I just got home from the farmer’s market with a load of fresh strawberries. During the peak of the season you can get 3 pints for 5 or 6 bucks. They vary from year to year and even from vendor to vendor. But this year they have been fantastic, I think it’s the heat we’re having. The only problem with bringing home 3 beautiful pints of strawberries was I still had 2 pints left-over from last weekend. The answer: sorbet. I previously wrote about the ease of making sorbet, here finally is a recipe.

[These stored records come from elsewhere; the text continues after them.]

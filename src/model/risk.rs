//! The leakage risk score the backend attaches to each transaction, and the three display tiers
//! derived from it.

use serde::de::{self, Visitor};
use serde::{Deserialize, Deserializer, Serialize};
use std::fmt;
use std::fmt::{Display, Formatter};

/// Scores at or above this are high risk.
pub const HIGH_RISK: u8 = 7;
/// Scores at or above this (and below `HIGH_RISK`) are medium risk.
pub const MEDIUM_RISK: u8 = 4;
/// The top of the scale.
pub const MAX_SCORE: u8 = 10;

/// Integer leakage risk score, nominally 0 to 10.
#[derive(
    Debug, Default, Clone, Copy, PartialEq, Eq, PartialOrd, Ord, Hash, Serialize,
)]
#[serde(transparent)]
pub struct RiskScore(u8);

impl RiskScore {
    pub const fn new(score: u8) -> Self {
        Self(score)
    }

    pub fn value(&self) -> u8 {
        self.0
    }

    pub fn tier(&self) -> RiskTier {
        RiskTier::from_score(self.0)
    }
}

impl Display for RiskScore {
    fn fmt(&self, f: &mut Formatter<'_>) -> fmt::Result {
        write!(f, "{}/{MAX_SCORE}", self.0)
    }
}

impl<'de> Deserialize<'de> for RiskScore {
    fn deserialize<D>(deserializer: D) -> Result<Self, D::Error>
    where
        D: Deserializer<'de>,
    {
        deserializer.deserialize_any(RiskScoreVisitor)
    }
}

struct RiskScoreVisitor;

impl<'de> Visitor<'de> for RiskScoreVisitor {
    type Value = RiskScore;

    fn expecting(&self, f: &mut Formatter<'_>) -> fmt::Result {
        f.write_str("a non-negative integer risk score")
    }

    fn visit_u64<E: de::Error>(self, v: u64) -> Result<RiskScore, E> {
        u8::try_from(v)
            .map(RiskScore)
            .map_err(|_| E::custom(format!("risk score {v} is out of range")))
    }

    fn visit_i64<E: de::Error>(self, v: i64) -> Result<RiskScore, E> {
        u8::try_from(v)
            .map(RiskScore)
            .map_err(|_| E::custom(format!("risk score {v} is out of range")))
    }

    fn visit_f64<E: de::Error>(self, v: f64) -> Result<RiskScore, E> {
        if !(0.0..=f64::from(u8::MAX)).contains(&v) {
            return Err(E::custom(format!("risk score {v} is out of range")));
        }
        Ok(RiskScore(v.trunc() as u8))
    }

    fn visit_unit<E: de::Error>(self) -> Result<RiskScore, E> {
        Ok(RiskScore::default())
    }
}

/// How a risk score is styled when displayed.
#[derive(Debug, Clone, Copy, PartialEq, Eq, Hash, Serialize, Deserialize)]
#[serde(rename_all = "snake_case")]
pub enum RiskTier {
    Low,
    Medium,
    High,
}

serde_plain::derive_display_from_serialize!(RiskTier);

impl RiskTier {
    pub fn from_score(score: u8) -> Self {
        if score >= HIGH_RISK {
            RiskTier::High
        } else if score >= MEDIUM_RISK {
            RiskTier::Medium
        } else {
            RiskTier::Low
        }
    }

    /// The ANSI color escape used for this tier in terminal output.
    pub fn ansi(&self) -> &'static str {
        match self {
            RiskTier::High => "\x1b[31m",
            RiskTier::Medium => "\x1b[33m",
            RiskTier::Low => "\x1b[32m",
        }
    }

    /// Wraps `text` in this tier's color.
    pub fn paint(&self, text: &str) -> String {
        format!("{}{text}\x1b[0m", self.ansi())
    }
}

For strawberry sorbet, you’ll need:
2 pints of strawberries
1 cup of sugar
1 cup of water
juice of 1/2 lemon

Start by making what’s called a simple syrup. Combine the sugar, water, and lemon juice in a pan. Bring to a boil over high heat, stirring so the sugar doesn’t burn. Boil until all the sugar is dissolved and the mixture begins to thicken; don’t go so far it starts to darken.  Set aside to cool fully.

Meanwhile, rinse and prepare the strawberries. Strawberries have a fibrous and somewhat bitter hull, extending into the berry beneath the green calyx, that is best removed. To properly hull, insert the point of your paring knife into the berry at a 45 degree angle beneath the green flower. Spin the berry with one hand while moving the knife hand through an arc in the opposite direction. Imagine you are cutting a cone out of the top of the berry.

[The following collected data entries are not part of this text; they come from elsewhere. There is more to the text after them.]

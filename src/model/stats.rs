use crate::model::Amount;
use serde::{Deserialize, Serialize};
use std::fmt::{Display, Formatter};

/// Aggregate statistics shown on the dashboard. Every field is optional; a missing value renders
/// as zero.
#[derive(Debug, Default, Clone, PartialEq, Serialize, Deserialize)]
pub struct DashboardStats {
    #[serde(
        rename = "totalExpensesYTD",
        default,
        skip_serializing_if = "Option::is_none"
    )]
    total_expenses_ytd: Option<Amount>,

    #[serde(
        rename = "totalGSTClaimed",
        default,
        skip_serializing_if = "Option::is_none"
    )]
    total_gst_claimed: Option<Amount>,

    #[serde(
        rename = "totalOtherTaxes",
        default,
        skip_serializing_if = "Option::is_none"
    )]
    total_other_taxes: Option<Amount>,

    #[serde(
        rename = "riskScoreAverage",
        default,
        skip_serializing_if = "Option::is_none"
    )]
    risk_score_average: Option<RiskAverage>,
}

impl DashboardStats {
    pub fn new(
        total_expenses_ytd: Option<Amount>,
        total_gst_claimed: Option<Amount>,
        total_other_taxes: Option<Amount>,
        risk_score_average: Option<f64>,
    ) -> Self {
        Self {
            total_expenses_ytd,
            total_gst_claimed,
            total_other_taxes,
            risk_score_average: risk_score_average.map(RiskAverage::Number),
        }
    }

    pub fn total_expenses_ytd(&self) -> Amount {
        self.total_expenses_ytd.unwrap_or_default()
    }

    pub fn total_gst_claimed(&self) -> Amount {
        self.total_gst_claimed.unwrap_or_default()
    }

    pub fn total_other_taxes(&self) -> Amount {
        self.total_other_taxes.unwrap_or_default()
    }

    /// The average risk score as the backend sent it, `0` when absent.
    pub fn risk_score_average(&self) -> String {
        self.risk_score_average
            .as_ref()
            .map(|avg| avg.to_string())
            .unwrap_or_else(|| "0".to_string())
    }
}

/// The backend computes the average with `toFixed`, so depending on version it arrives as a
/// number or as a string such as `"4.50"`. It is only ever displayed, so it is kept verbatim.
#[derive(Debug, Clone, PartialEq, Serialize, Deserialize)]
#[serde(untagged)]
enum RiskAverage {
    Number(f64),
    Text(String),
}

impl Display for RiskAverage {
    fn fmt(&self, f: &mut Formatter<'_>) -> std::fmt::Result {
        match self {
            RiskAverage::Number(n) => write!(f, "{n}"),
            RiskAverage::Text(s) if s.is_empty() => write!(f, "0"),
            RiskAverage::Text(s) => write!(f, "{s}"),
        }
    }
}

#[cfg(test)]
mod tests {
    use super::*;
    use std::str::FromStr;

    #[test]
    fn test_deserialize_full() {
        let json = r#"{
            "totalExpensesYTD": 125000.5,
            "totalGSTClaimed": 8200,
            "totalOtherTaxes": 1200.25,
            "riskScoreAverage": "4.50"
        }"#;
        let stats: DashboardStats = serde_json::from_str(json).unwrap();
        assert_eq!(
            stats.total_expenses_ytd(),
            Amount::from_str("125000.5").unwrap()
        );
        assert_eq!(stats.total_gst_claimed().to_string(), "₹8,200.00");
        assert_eq!(stats.risk_score_average(), "4.50");
    }

    #[test]
    fn test_missing_fields_are_zero() {
        let stats: DashboardStats = serde_json::from_str(r#"{"totalGSTClaimed": null}"#).unwrap();
        assert!(stats.total_expenses_ytd().is_zero());
        assert!(stats.total_gst_claimed().is_zero());
        assert!(stats.total_other_taxes().is_zero());
        assert_eq!(stats.risk_score_average(), "0");
    }

    #[test]
    fn test_numeric_average_display() {
        let stats = DashboardStats::new(None, None, None, Some(6.0));
        assert_eq!(stats.risk_score_average(), "6");
    }
}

Puree the strawberries in the blender. When the simple syrup is quite cool, stir in the strawberry puree. If you don’t mind seeds in your sorbet, the mixture is ready. I prefer my sorbets to be perfectly smooth so I run it through a sieve. The addition of the syrup before straining helps it make its way through the mesh. You are shooting for 3-4 cups of this base mix.

Finally, add the mix to a running ice cream machine and let it go for 20-25 minutes. When it’s really starting to thicken up, scoop into an air tight container and let it set-up in the freezer for a few hours. Although a cup of sugar seems like a lot for 3-4 cups of sorbet, the sweetness is significantly mellowed by freezing.

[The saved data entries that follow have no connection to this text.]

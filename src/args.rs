//! These structs provide the CLI interface for the taxman CLI.

use crate::commands::OutputFormat;
use crate::Endpoints;
use clap::{Parser, Subcommand};
use std::convert::Infallible;
use std::fmt::{Display, Formatter};
use std::ops::Deref;
use std::path::{Path, PathBuf};
use std::str::FromStr;
use tracing::error;
use tracing_subscriber::filter::LevelFilter;

/// taxman: Smart Tax Manager from the command line.
///
/// Scan receipts, track expenses and see which transactions look like financial leakage. Receipts
/// are sent to the Smart Tax Manager backend, which extracts the details and scores each expense
/// for leakage risk.
///
/// Start with `taxman init`, then `taxman login` (or `taxman signup`).
#[derive(Debug, Parser, Clone)]
pub struct Args {
    #[clap(flatten)]
    common: Common,

    #[command(subcommand)]
    command: Command,
}

impl Args {
    pub fn new(common: Common, command: Command) -> Self {
        Self { common, command }
    }

    pub fn common(&self) -> &Common {
        &self.common
    }

    pub fn command(&self) -> &Command {
        &self.command
    }
}

#[derive(Subcommand, Debug, Clone)]
pub enum Command {
    /// Create the data directory and initialize the configuration file.
    ///
    /// This is the first command you should run. By default the data directory is $HOME/taxman;
    /// pass --taxman-home to put it somewhere else. Every endpoint has a default suitable for
    /// local development.
    Init(InitArgs),
    /// Sign in with your email and password.
    Login(CredentialArgs),
    /// Create an account. You are signed in straight away if the server allows it.
    Signup(CredentialArgs),
    /// Sign out and forget the saved session.
    Logout,
    /// Show whether you are signed in.
    Status,
    /// Show your expense totals and the transactions flagged as high risk.
    Dashboard,
    /// Upload a receipt image for processing.
    Scan(ScanArgs),
    /// List all of your transactions.
    Transactions(TransactionsArgs),
}

/// Arguments common to all subcommands.
#[derive(Debug, Parser, Clone)]
pub struct Common {
    /// The logging verbosity. One of, from least to most verbose:
    /// off, error, warn, info, debug, trace
    ///
    /// This can be overridden by RUST_LOG.
    #[arg(long, default_value_t = LevelFilter::INFO)]
    log_level: LevelFilter,

    /// The directory where taxman configuration and your session are held. Defaults to ~/taxman
    #[arg(long, env = "TAXMAN_HOME", default_value_t = default_taxman_home())]
    taxman_home: DisplayPath,
}

impl Common {
    pub fn new(log_level: LevelFilter, taxman_home: PathBuf) -> Self {
        Self {
            log_level,
            taxman_home: taxman_home.into(),
        }
    }

    pub fn log_level(&self) -> LevelFilter {
        self.log_level
    }

    pub fn taxman_home(&self) -> &DisplayPath {
        &self.taxman_home
    }
}

/// (Not shown): Args for the `taxman init` command.
#[derive(Debug, Parser, Clone, Default)]
pub struct InitArgs {
    /// Base URL of the expenses backend. Defaults to http://localhost:3001
    #[arg(long)]
    api_url: Option<String>,

    /// Base URL of the identity provider. Defaults to http://localhost:54321
    #[arg(long)]
    auth_url: Option<String>,

    /// The public (anonymous) API key of the identity provider.
    #[arg(long, env = "TAXMAN_ANON_KEY")]
    anon_key: Option<String>,

    /// Where the link in the verification email points.
    /// Defaults to http://localhost:3000/auth/callback
    #[arg(long)]
    email_redirect_to: Option<String>,
}

impl InitArgs {
    pub fn endpoints(&self) -> Endpoints {
        Endpoints {
            api_url: self.api_url.clone(),
            auth_url: self.auth_url.clone(),
            anon_key: self.anon_key.clone(),
            email_redirect_to: self.email_redirect_to.clone(),
        }
    }
}

/// (Not shown): Args for the `taxman login` and `taxman signup` commands.
#[derive(Debug, Parser, Clone)]
pub struct CredentialArgs {
    #[arg(long)]
    email: String,

    /// If omitted, you are prompted for it.
    #[arg(long, env = "TAXMAN_PASSWORD", hide_env_values = true)]
    password: Option<String>,
}

impl CredentialArgs {
    pub fn new(email: impl Into<String>, password: Option<String>) -> Self {
        Self {
            email: email.into(),
            password,
        }
    }

    pub fn email(&self) -> &str {
        &self.email
    }

    pub fn password(&self) -> Option<&str> {
        self.password.as_deref()
    }
}

/// (Not shown): Args for the `taxman scan` command.
#[derive(Debug, Parser, Clone)]
pub struct ScanArgs {
    /// The receipt image: jpg, jpeg, png, gif, webp, heic, bmp, tif or tiff.
    image: PathBuf,
}

impl ScanArgs {
    pub fn new(image: impl Into<PathBuf>) -> Self {
        Self {
            image: image.into(),
        }
    }

    pub fn image(&self) -> &Path {
        &self.image
    }
}

/// (Not shown): Args for the `taxman transactions` command.
#[derive(Debug, Parser, Clone)]
pub struct TransactionsArgs {
    #[arg(long, value_enum, default_value_t = OutputFormat::Table)]
    format: OutputFormat,
}

impl TransactionsArgs {
    pub fn new(format: OutputFormat) -> Self {
        Self { format }
    }

    pub fn format(&self) -> OutputFormat {
        self.format
    }
}

fn default_taxman_home() -> DisplayPath {
    DisplayPath(match dirs::home_dir() {
        Some(home) => home.join("taxman"),
        None => {
            error!(
                "There was an error when trying to get your home directory. You can get around \
                this by providing --taxman-home or TAXMAN_HOME instead of relying on the default \
                taxman home directory. If you continue using the program right now, you may have \
                problems!",
            );
            PathBuf::from("taxman")
        }
    })
}

#[derive(Debug, Default, Clone, Eq, PartialEq, Ord, PartialOrd, Hash)]
pub struct DisplayPath(PathBuf);

impl From<PathBuf> for DisplayPath {
    fn from(value: PathBuf) -> Self {
        DisplayPath(value)
    }
}

impl Deref for DisplayPath {
    type Target = Path;

    fn deref(&self) -> &Self::Target {
        &self.0
    }
}

impl AsRef<Path> for DisplayPath {
    fn as_ref(&self) -> &Path {
        &self.0
    }
}

impl Display for DisplayPath {
    fn fmt(&self, f: &mut Formatter<'_>) -> std::fmt::Result {
        write!(f, "{}", self.0.to_string_lossy())
    }
}

impl FromStr for DisplayPath {
    type Err = Infallible;

    fn from_str(s: &str) -> Result<Self, Self::Err> {
        Ok(Self(PathBuf::from(s)))
    }
}

impl DisplayPath {
    pub fn path(&self) -> &Path {
        &self.0
    }
}

#[cfg(test)]
mod tests {
    use super::*;

    #[test]
    fn test_parse_scan() {
        let args = Args::try_parse_from([
            "taxman",
            "--taxman-home",
            "/tmp/th",
            "scan",
            "receipt.jpg",
        ])
        .unwrap();
        assert_eq!(args.common().taxman_home().path(), Path::new("/tmp/th"));
        match args.command() {
            Command::Scan(scan) => assert_eq!(scan.image(), Path::new("receipt.jpg")),
            other => panic!("unexpected command {other:?}"),
        }
    }

    #[test]
    fn test_parse_transactions_format() {
        let args = Args::try_parse_from(["taxman", "transactions", "--format", "json"]).unwrap();
        match args.command() {
            Command::Transactions(t) => assert_eq!(t.format(), OutputFormat::Json),
            other => panic!("unexpected command {other:?}"),
        }
    }

    #[test]
    fn test_parse_login_without_password() {
        let args = Args::try_parse_from([
            "taxman",
            "--log-level",
            "debug",
            "login",
            "--email",
            "a@example.com",
        ])
        .unwrap();
        assert_eq!(args.common().log_level(), LevelFilter::DEBUG);
        match args.command() {
            Command::Login(creds) => assert_eq!(creds.email(), "a@example.com"),
            other => panic!("unexpected command {other:?}"),
        }
    }

    #[test]
    fn test_init_endpoints() {
        let args = Args::try_parse_from(["taxman", "init", "--api-url", "https://api.example.com"])
            .unwrap();
        match args.command() {
            Command::Init(init) => {
                let endpoints = init.endpoints();
                assert_eq!(endpoints.api_url.as_deref(), Some("https://api.example.com"));
                assert!(endpoints.auth_url.is_none());
            }
            other => panic!("unexpected command {other:?}"),
        }
    }
}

Sorbet is a delicious, refreshing, and relatively low calorie dessert; about 150 calories per 1/2 cup. It also lasts a long time in the freezer. I just polished off the last of my sorbet from last summer to make room for the new stuff. After scraping a bit of ice off the top, it was still really good. If you want to get really fancy, put a scoop in the bottom of a champagne glass and cover with some bubbly good stuff; brilliant for brunch or on a warm summer afternoon.